What you have to do: Hunt through the entries for the word "snapshot" and copy each line in which it appears.

--- --- ---

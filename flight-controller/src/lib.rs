//! Cascaded control laws for a multicopter flight computer.
//!
//! Pilot sticks, autopilot setpoints and estimates go in, four axis
//! commands (roll, pitch, yaw, throttle) come out once per control tick.
//! Sensor fusion, receiver decoding, mixing and configuration storage live
//! elsewhere and talk to this crate through [`config::store::ConfigStore`],
//! [`control::control_loops::FlightSensors`] and
//! [`telemetry::TelemetrySink`].

pub mod config;
pub mod control;
pub mod shared_core_values;
pub mod simulation;
pub mod telemetry;
pub mod threads;
pub mod util;
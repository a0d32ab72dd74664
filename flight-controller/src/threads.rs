use core::sync::atomic::Ordering;
use std::sync::atomic::AtomicBool;
use std::sync::{Arc, Mutex, PoisonError};
use std::time::Duration;

use crate::{
    config::{store::CONTROL_CONFIG, LoopId},
    control::control_loops::start_flight_controllers,
    shared_core_values::SHARED_TELEMETRY,
    simulation::{PilotScript, SimulatedVehicle},
    telemetry::telemetry_thread,
};

const THREAD_STACK_SIZE: usize = 64 * 1024;
const TELEMETRY_PERIOD: Duration = Duration::from_millis(250);

static KEEP_RUNNING: AtomicBool = AtomicBool::new(true);

pub fn flight_thread(vehicle: Arc<Mutex<SimulatedVehicle>>) {
    let mut sensors = vehicle.clone();
    start_flight_controllers(
        &CONTROL_CONFIG,
        &mut sensors,
        &SHARED_TELEMETRY,
        &KEEP_RUNNING,
        move |command| {
            let dt = CONTROL_CONFIG.snapshot().config.nominal_dt();
            vehicle
                .lock()
                .unwrap_or_else(PoisonError::into_inner)
                .apply(&command, dt);
        },
    );
}

/// Stands in for the configuration shell: retunes yaw half-way through
/// the run, the way a pilot would from the ground station.
pub fn configuration_thread(retune_after: Duration) {
    std::thread::sleep(retune_after);
    if !KEEP_RUNNING.load(Ordering::Relaxed) {
        return;
    }
    let result = CONTROL_CONFIG.update(|config| {
        let yaw = config.pid_mut(LoopId::YawRate);
        yaw.proportional *= 1.25;
        yaw.integral *= 1.25;
    });
    if let Err(error) = result {
        log::error!("Yaw retune failed: {}", error);
    }
}

/// Runs flight, telemetry and configuration threads against a simulated
/// vehicle for `duration`.
pub fn run_bench(duration: Duration) {
    let vehicle = Arc::new(Mutex::new(SimulatedVehicle::new(
        PilotScript::default(),
        359.0_f32.to_radians(),
    )));
    KEEP_RUNNING.store(true, Ordering::Relaxed);

    std::thread::scope(|scope| {
        let spawned = [
            std::thread::Builder::new()
                .name("flight".into())
                .stack_size(THREAD_STACK_SIZE)
                .spawn_scoped(scope, {
                    let vehicle = vehicle.clone();
                    move || flight_thread(vehicle)
                }),
            std::thread::Builder::new()
                .name("telemetry".into())
                .stack_size(THREAD_STACK_SIZE)
                .spawn_scoped(scope, || {
                    telemetry_thread(&SHARED_TELEMETRY, &KEEP_RUNNING, TELEMETRY_PERIOD)
                }),
            std::thread::Builder::new()
                .name("configuration".into())
                .stack_size(THREAD_STACK_SIZE)
                .spawn_scoped(scope, move || configuration_thread(duration / 2)),
        ];
        for result in spawned.iter() {
            if let Err(error) = result {
                log::error!("Failed to start thread: {}", error);
            }
        }

        std::thread::sleep(duration);
        KEEP_RUNNING.store(false, Ordering::Relaxed);
    });

    let vehicle = vehicle.lock().unwrap_or_else(PoisonError::into_inner);
    log::info!(
        "Bench finished after {:.2}s simulated: heading {:.1} deg, height {:.2} m",
        vehicle.time(),
        vehicle.heading().to_degrees(),
        vehicle.height()
    );
}
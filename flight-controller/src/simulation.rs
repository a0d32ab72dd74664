//! Crude rigid-body stand-in for the vehicle, used by the bench binary to
//! close the loop without hardware.

use std::sync::{Arc, Mutex, PoisonError};

use shared_definitions::controller::{FlightMode, HoldSwitches, PilotCommand};

use crate::control::control_loops::{FlightSample, FlightSensors, MainControlLoopOutCommands};
use crate::control::flight_controllers::{AxisCommands, FlightControlLawsInput};
use crate::util::math::angles::wrap_two_pi;
use crate::util::math::vectors::{RotationVector2D, RotationVector3D};

const ANGULAR_AUTHORITY: f32 = 40.0; // rad/s² per unit of axis command
const ANGULAR_DRAG: f32 = 4.0;
const HOVER_THROTTLE: f32 = 0.5;
const VERTICAL_AUTHORITY: f32 = 20.0; // m/s² per unit of throttle above hover
const VERTICAL_DRAG: f32 = 1.5;

/// What the pilot does over the course of a bench run.
#[derive(Debug, Clone, Copy)]
pub struct PilotScript {
    pub arm_at: f32,
    pub heading_hold_at: f32,
    pub altitude_hold_at: f32,
    pub release_sticks_at: f32,
}

impl Default for PilotScript {
    fn default() -> Self {
        PilotScript {
            arm_at: 0.2,
            heading_hold_at: 1.0,
            altitude_hold_at: 1.5,
            release_sticks_at: 2.5,
        }
    }
}

impl PilotScript {
    fn sample_at(&self, time: f32) -> (bool, PilotCommand, HoldSwitches) {
        let mut holds = HoldSwitches::empty();
        if time >= self.heading_hold_at {
            holds |= HoldSwitches::HEADING_HOLD;
        }
        if time >= self.altitude_hold_at {
            holds |= HoldSwitches::ALTITUDE_HOLD;
        }

        let sticks_held = time < self.release_sticks_at;
        let pilot = PilotCommand {
            roll: if sticks_held { 0.2 } else { 0.0 },
            pitch: if sticks_held { -0.1 } else { 0.0 },
            yaw: if sticks_held { 0.3 } else { 0.0 },
            throttle: if time >= self.altitude_hold_at { 0.55 } else { HOVER_THROTTLE },
        };
        (time >= self.arm_at, pilot, holds)
    }
}

/// State is kept in the control frame; readings are reported the way the
/// estimator and gyro report them, pitch inverted.
#[derive(Debug, Default, Clone)]
pub struct SimulatedVehicle {
    time: f32,
    script: PilotScript,
    rotation: RotationVector2D,
    rotation_rate: RotationVector3D,
    heading: f32,
    height: f32,
    height_rate: f32,
}

impl SimulatedVehicle {
    pub fn new(script: PilotScript, heading: f32) -> Self {
        SimulatedVehicle {
            script,
            heading: wrap_two_pi(heading),
            ..Default::default()
        }
    }

    pub fn time(&self) -> f32 {
        self.time
    }

    pub fn heading(&self) -> f32 {
        self.heading
    }

    pub fn height(&self) -> f32 {
        self.height
    }

    pub fn sample(&self) -> FlightSample {
        let (armed, pilot, holds) = self.script.sample_at(self.time);
        FlightSample {
            armed,
            input: FlightControlLawsInput {
                flight_mode: FlightMode::Attitude,
                pilot,
                measured_rotation: RotationVector2D {
                    roll: self.rotation.roll,
                    pitch: -self.rotation.pitch,
                },
                measured_rotation_rate: RotationVector3D {
                    roll: self.rotation_rate.roll,
                    pitch: -self.rotation_rate.pitch,
                    yaw: self.rotation_rate.yaw,
                },
                heading: self.heading,
                height: self.height,
                height_rate: self.height_rate,
                holds,
                ..Default::default()
            },
        }
    }

    pub fn apply(&mut self, command: &MainControlLoopOutCommands, dt: f32) {
        let axis = match command {
            MainControlLoopOutCommands::UpdateAxisCommands(axis) => *axis,
            MainControlLoopOutCommands::KillMotors => AxisCommands::default(),
        };

        let angular_acceleration = RotationVector3D {
            roll: axis.roll,
            pitch: axis.pitch,
            yaw: axis.yaw,
        } * ANGULAR_AUTHORITY
            - self.rotation_rate * ANGULAR_DRAG;
        self.rotation_rate = self.rotation_rate + angular_acceleration * dt;
        self.rotation.roll += self.rotation_rate.roll * dt;
        self.rotation.pitch += self.rotation_rate.pitch * dt;
        self.heading = wrap_two_pi(self.heading + self.rotation_rate.yaw * dt);

        // Sitting on the ground until there is more than hover thrust.
        let vertical_acceleration = match command {
            MainControlLoopOutCommands::KillMotors => 0.0,
            _ => (axis.throttle - HOVER_THROTTLE) * VERTICAL_AUTHORITY - self.height_rate * VERTICAL_DRAG,
        };
        self.height_rate += vertical_acceleration * dt;
        self.height += self.height_rate * dt;
        if self.height < 0.0 {
            self.height = 0.0;
            self.height_rate = self.height_rate.max(0.0);
        }

        self.time += dt;
    }
}

impl FlightSensors for SimulatedVehicle {
    fn read_sample(&mut self) -> FlightSample {
        self.sample()
    }
}

impl FlightSensors for Arc<Mutex<SimulatedVehicle>> {
    fn read_sample(&mut self) -> FlightSample {
        self.lock().unwrap_or_else(PoisonError::into_inner).sample()
    }
}

#[cfg(test)]
mod tests {
    use super::*;

    #[test]
    fn test_script_arms_and_engages_holds_in_order() {
        let script = PilotScript::default();
        let (armed, _, holds) = script.sample_at(0.0);
        assert!(!armed);
        assert!(holds.is_empty());

        let (armed, _, holds) = script.sample_at(1.2);
        assert!(armed);
        assert!(holds.heading_hold());
        assert!(!holds.altitude_hold());

        let (_, pilot, holds) = script.sample_at(3.0);
        assert!(holds.altitude_hold());
        assert_eq!(pilot.roll, 0.0);
    }

    #[test]
    fn test_killed_motors_leave_vehicle_on_ground() {
        let mut vehicle = SimulatedVehicle::new(PilotScript::default(), 0.0);
        for _ in 0..100 {
            vehicle.apply(&MainControlLoopOutCommands::KillMotors, 0.002);
        }
        assert_eq!(vehicle.height(), 0.0);
        assert!((vehicle.time() - 0.2).abs() < 1e-4);
    }

    #[test]
    fn test_pitch_is_reported_in_sensor_frame() {
        let mut vehicle = SimulatedVehicle::new(PilotScript::default(), 0.0);
        let command = MainControlLoopOutCommands::UpdateAxisCommands(AxisCommands {
            pitch: 1.0,
            throttle: HOVER_THROTTLE,
            ..Default::default()
        });
        vehicle.apply(&command, 0.01);
        let sample = vehicle.sample();
        assert!(sample.input.measured_rotation_rate.pitch < 0.0);
        assert!(sample.input.measured_rotation.pitch < 0.0);
    }
}
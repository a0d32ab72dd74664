pub mod control_loops;
pub mod flight_controllers;
pub mod holds;
pub mod integrator;
pub mod pid;
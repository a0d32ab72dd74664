use bitfield_struct::bitfield;

use crate::controller::{FlightMode, HoldSwitches};

/// Status byte sent along with the altitude hold telemetry record.
#[bitfield(u8)]
#[derive(PartialEq, Eq)]
pub struct HoldStatusWord {
    pub heading_hold: bool,
    pub altitude_hold: bool,
    pub altitude_velocity_mode: bool,
    #[bits(2)]
    pub flight_mode: u8,
    #[bits(3)]
    __: u8,
}

impl HoldStatusWord {
    pub fn from_state(mode: FlightMode, switches: HoldSwitches) -> Self {
        HoldStatusWord::new()
            .with_heading_hold(switches.heading_hold())
            .with_altitude_hold(switches.altitude_hold())
            .with_altitude_velocity_mode(switches.altitude_velocity_mode())
            .with_flight_mode(mode as u8)
    }

    pub fn mode(&self) -> Option<FlightMode> {
        FlightMode::try_from(self.flight_mode()).ok()
    }
}

#[cfg(test)]
mod tests {
    use super::*;

    #[test]
    fn test_status_word_packing() {
        let word = HoldStatusWord::from_state(
            FlightMode::Navigation,
            HoldSwitches::ALTITUDE_HOLD | HoldSwitches::ALTITUDE_VELOCITY,
        );
        assert_eq!(u8::from(word), 0b0001_0110);
        assert!(!word.heading_hold());
        assert!(word.altitude_hold());
        assert_eq!(word.mode(), Some(FlightMode::Navigation));
    }
}
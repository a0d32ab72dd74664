use bitflags::bitflags;

/// Flight modes ordered by how much of the cascade the flight computer
/// closes on its own. Anything at or above `Attitude` runs the attitude
/// loop in front of the rate loop.
#[derive(Debug, Clone, Copy, Default, PartialEq, Eq, PartialOrd, Ord, Hash)]
#[repr(u8)]
pub enum FlightMode {
    #[default]
    Rate = 0,
    Attitude = 1,
    /// Attitude command supplied by the autopilot instead of the sticks.
    Navigation = 2,
}

impl FlightMode {
    pub fn uses_attitude_loop(self) -> bool {
        self >= FlightMode::Attitude
    }
}

impl TryFrom<u8> for FlightMode {
    type Error = ();

    fn try_from(value: u8) -> Result<Self, Self::Error> {
        match value {
            0 => Ok(FlightMode::Rate),
            1 => Ok(FlightMode::Attitude),
            2 => Ok(FlightMode::Navigation),
            _ => Err(()),
        }
    }
}

/// Normalized stick positions. Roll, pitch and yaw span `-1.0..=1.0`,
/// throttle spans `0.0..=1.0`.
#[derive(Debug, Clone, Copy, Default, PartialEq)]
pub struct PilotCommand {
    pub roll: f32,
    pub pitch: f32,
    pub yaw: f32,
    pub throttle: f32,
}

bitflags! {
    /// Hold switches as decoded from the receiver aux channels.
    #[derive(Debug, Clone, Copy, PartialEq, Eq)]
    pub struct HoldSwitches: u8 {
        const HEADING_HOLD = 1 << 0;
        const ALTITUDE_HOLD = 1 << 1;
        /// Throttle stick offset commands a climb rate instead of a height offset.
        const ALTITUDE_VELOCITY = 1 << 2;
    }
}

impl Default for HoldSwitches {
    fn default() -> Self {
        HoldSwitches::empty()
    }
}

impl HoldSwitches {
    pub fn heading_hold(&self) -> bool {
        self.contains(HoldSwitches::HEADING_HOLD)
    }

    pub fn altitude_hold(&self) -> bool {
        self.contains(HoldSwitches::ALTITUDE_HOLD)
    }

    pub fn altitude_velocity_mode(&self) -> bool {
        self.contains(HoldSwitches::ALTITUDE_VELOCITY)
    }
}
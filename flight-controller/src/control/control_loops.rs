use core::sync::atomic::Ordering;
use std::sync::atomic::AtomicBool;
use std::time::Duration;

use crate::{
    config::store::ConfigStore,
    control::flight_controllers::{AxisCommands, FlightControlLaws, FlightControlLawsInput},
    shared_core_values::AtomicTelemetry,
    util::time::get_current_system_time_us,
};

const US_IN_SECOND: f32 = 1_000_000.0_f32;

#[derive(Debug, Clone, Copy, PartialEq)]
pub enum MainControlLoopOutCommands {
    KillMotors,
    UpdateAxisCommands(AxisCommands),
}

/// One reading of everything the flight loop needs from the outside.
#[derive(Debug, Default, Clone, Copy)]
pub struct FlightSample {
    pub armed: bool,
    pub input: FlightControlLawsInput,
}

/// Source of pilot input, estimates and switches for the flight loop.
pub trait FlightSensors {
    fn read_sample(&mut self) -> FlightSample;
}

/// Owns the control law state between ticks and adapts the outside world
/// (clock, configuration store, arming) to it.
pub struct FlightLoop<'a> {
    config_store: &'a ConfigStore,
    control_laws: FlightControlLaws,
    previous_time_us: Option<u64>,
    config_generation: Option<u32>,
    armed: bool,
}

impl<'a> FlightLoop<'a> {
    pub fn new(config_store: &'a ConfigStore) -> Self {
        FlightLoop {
            config_store,
            control_laws: FlightControlLaws::new(),
            previous_time_us: None,
            config_generation: None,
            armed: false,
        }
    }

    pub fn control_laws(&self) -> &FlightControlLaws {
        &self.control_laws
    }

    pub fn step(
        &mut self,
        sample: &FlightSample,
        current_time_us: u64,
        telemetry_data: &AtomicTelemetry,
    ) -> MainControlLoopOutCommands {
        // One snapshot for the whole tick.
        let snapshot = self.config_store.snapshot();
        if self.config_generation != Some(snapshot.generation) {
            log::info!(
                "Flight loop using configuration generation {} (armed: {})",
                snapshot.generation,
                self.armed
            );
            self.config_generation = Some(snapshot.generation);
        }

        if !sample.armed {
            if self.armed {
                log::info!("Motors disarmed");
            }
            self.armed = false;
            self.previous_time_us = None;
            self.control_laws.standby(&sample.input);
            return MainControlLoopOutCommands::KillMotors;
        }

        if !self.armed {
            log::info!("Motors armed");
            self.armed = true;
        }

        let iteration_time = match self.previous_time_us {
            Some(previous_time_us) => {
                current_time_us.saturating_sub(previous_time_us) as f32 / US_IN_SECOND
            }
            None => snapshot.config.nominal_dt(),
        };
        self.previous_time_us = Some(current_time_us);

        let mut telemetry_sink = telemetry_data;
        let axis_commands = self.control_laws.get_next_output(
            &sample.input,
            &snapshot.config,
            iteration_time,
            &mut telemetry_sink,
        );

        //Store telemetry data
        telemetry_data.loop_exec_time_us.store(
            (iteration_time * US_IN_SECOND).round() as u32,
            Ordering::Relaxed,
        );
        telemetry_data
            .rotation_rate
            .store(sample.input.measured_rotation_rate);
        telemetry_data.axis_commands.store(axis_commands);

        MainControlLoopOutCommands::UpdateAxisCommands(axis_commands)
    }
}

/// Runs the flight loop at the configured rate until `keep_running` goes
/// false.
pub fn start_flight_controllers(
    config_store: &ConfigStore,
    sensors: &mut impl FlightSensors,
    telemetry_data: &AtomicTelemetry,
    keep_running: &AtomicBool,
    mut controllers_out_callback: impl FnMut(MainControlLoopOutCommands),
) {
    let mut flight_loop = FlightLoop::new(config_store);

    while keep_running.load(Ordering::Relaxed) {
        let tick_start_us = get_current_system_time_us();

        let sample = sensors.read_sample();
        let command = flight_loop.step(&sample, tick_start_us, telemetry_data);
        controllers_out_callback(command);

        let period_us = (config_store.snapshot().config.nominal_dt() * US_IN_SECOND) as u64;
        let elapsed_us = get_current_system_time_us().saturating_sub(tick_start_us);
        if elapsed_us < period_us {
            std::thread::sleep(Duration::from_micros(period_us - elapsed_us));
        }
    }
}

#[cfg(test)]
mod tests {
    use super::*;
    use crate::config::{ControlConfig, LoopId};
    use crate::control::pid::PidParams;
    use shared_definitions::controller::PilotCommand;

    fn armed_roll_sample(roll: f32) -> FlightSample {
        FlightSample {
            armed: true,
            input: FlightControlLawsInput {
                pilot: PilotCommand {
                    roll,
                    throttle: 0.5,
                    ..Default::default()
                },
                ..Default::default()
            },
        }
    }

    fn integrating_store() -> ConfigStore {
        let mut config = ControlConfig::default();
        config.rate_scaling = 1.0;
        *config.pid_mut(LoopId::RollRate) = PidParams::new(0.0, 1.0, 0.0);
        ConfigStore::new(config).unwrap()
    }

    #[test]
    fn test_disarmed_kills_motors_and_clears_state() {
        let store = integrating_store();
        let telemetry = AtomicTelemetry::new();
        let mut flight_loop = FlightLoop::new(&store);

        flight_loop.step(&armed_roll_sample(1.0), 0, &telemetry);
        flight_loop.step(&armed_roll_sample(1.0), 2_000, &telemetry);
        assert_ne!(flight_loop.control_laws().loop_state(LoopId::RollRate).integral(), 0.0);

        let disarmed = FlightSample {
            armed: false,
            ..armed_roll_sample(1.0)
        };
        assert_eq!(
            flight_loop.step(&disarmed, 4_000, &telemetry),
            MainControlLoopOutCommands::KillMotors
        );
        assert_eq!(flight_loop.control_laws().loop_state(LoopId::RollRate).integral(), 0.0);
    }

    #[test]
    fn test_dt_comes_from_clock() {
        let store = integrating_store();
        let telemetry = AtomicTelemetry::new();
        let mut flight_loop = FlightLoop::new(&store);

        // First armed tick integrates over the nominal period.
        flight_loop.step(&armed_roll_sample(1.0), 10_000, &telemetry);
        let nominal = store.snapshot().config.nominal_dt();
        let integral = flight_loop.control_laws().loop_state(LoopId::RollRate).integral();
        assert!((integral - nominal).abs() < 1e-6);

        flight_loop.step(&armed_roll_sample(1.0), 20_000, &telemetry);
        let integral = flight_loop.control_laws().loop_state(LoopId::RollRate).integral();
        assert!((integral - (nominal + 0.01)).abs() < 1e-6);
        assert_eq!(telemetry.loop_exec_time_us.load(Ordering::Relaxed), 10_000);
    }

    #[test]
    fn test_repeated_timestamp_holds_output() {
        let store = integrating_store();
        let telemetry = AtomicTelemetry::new();
        let mut flight_loop = FlightLoop::new(&store);

        let first = flight_loop.step(&armed_roll_sample(1.0), 5_000, &telemetry);
        let repeated = flight_loop.step(&armed_roll_sample(-1.0), 5_000, &telemetry);
        assert_eq!(first, repeated);
    }

    #[test]
    fn test_new_configuration_applies_on_next_tick() {
        let store = integrating_store();
        let telemetry = AtomicTelemetry::new();
        let mut flight_loop = FlightLoop::new(&store);
        flight_loop.step(&armed_roll_sample(0.5), 0, &telemetry);

        store
            .update(|config| *config.pid_mut(LoopId::RollRate) = PidParams::new(2.0, 0.0, 0.0))
            .unwrap();

        match flight_loop.step(&armed_roll_sample(0.5), 2_000, &telemetry) {
            MainControlLoopOutCommands::UpdateAxisCommands(commands) => {
                assert!((commands.roll - 1.0).abs() < 1e-6)
            }
            other => panic!("unexpected command {:?}", other),
        }
    }

    struct ScriptedSensors {
        ticks: u32,
        stop_after: u32,
        keep_running: &'static AtomicBool,
    }

    impl FlightSensors for ScriptedSensors {
        fn read_sample(&mut self) -> FlightSample {
            self.ticks += 1;
            if self.ticks >= self.stop_after {
                self.keep_running.store(false, Ordering::Relaxed);
            }
            armed_roll_sample(0.1)
        }
    }

    #[test]
    fn test_start_flight_controllers_runs_until_stopped() {
        static KEEP_RUNNING: AtomicBool = AtomicBool::new(true);
        let mut config = ControlConfig::default();
        config.loop_rate_hz = 1000.0;
        let store = ConfigStore::new(config).unwrap();
        let telemetry = AtomicTelemetry::new();
        let mut sensors = ScriptedSensors {
            ticks: 0,
            stop_after: 5,
            keep_running: &KEEP_RUNNING,
        };

        let mut commands = Vec::new();
        start_flight_controllers(&store, &mut sensors, &telemetry, &KEEP_RUNNING, |command| {
            commands.push(command)
        });

        assert_eq!(commands.len(), 5);
        assert!(commands
            .iter()
            .all(|command| matches!(command, MainControlLoopOutCommands::UpdateAxisCommands(_))));
    }
}
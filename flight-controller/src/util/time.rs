use std::time::Instant;

use once_cell::sync::Lazy;

static BOOT_TIME: Lazy<Instant> = Lazy::new(Instant::now);

/// Microseconds since the first call, monotonic.
pub fn get_current_system_time_us() -> u64 {
    BOOT_TIME.elapsed().as_micros() as u64
}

--- --- ---

Finished exercise:
            let dt = CONTROL_CONFIG.snapshot().config.nominal_dt();
        // One snapshot for the whole tick.
        let snapshot = self.config_store.snapshot();
        if self.config_generation != Some(snapshot.generation) {
                snapshot.generation,
            self.config_generation = Some(snapshot.generation);
            None => snapshot.config.nominal_dt(),
            &snapshot.config,
        let period_us = (config_store.snapshot().config.nominal_dt() * US_IN_SECOND) as u64;
        let nominal = store.snapshot().config.nominal_dt();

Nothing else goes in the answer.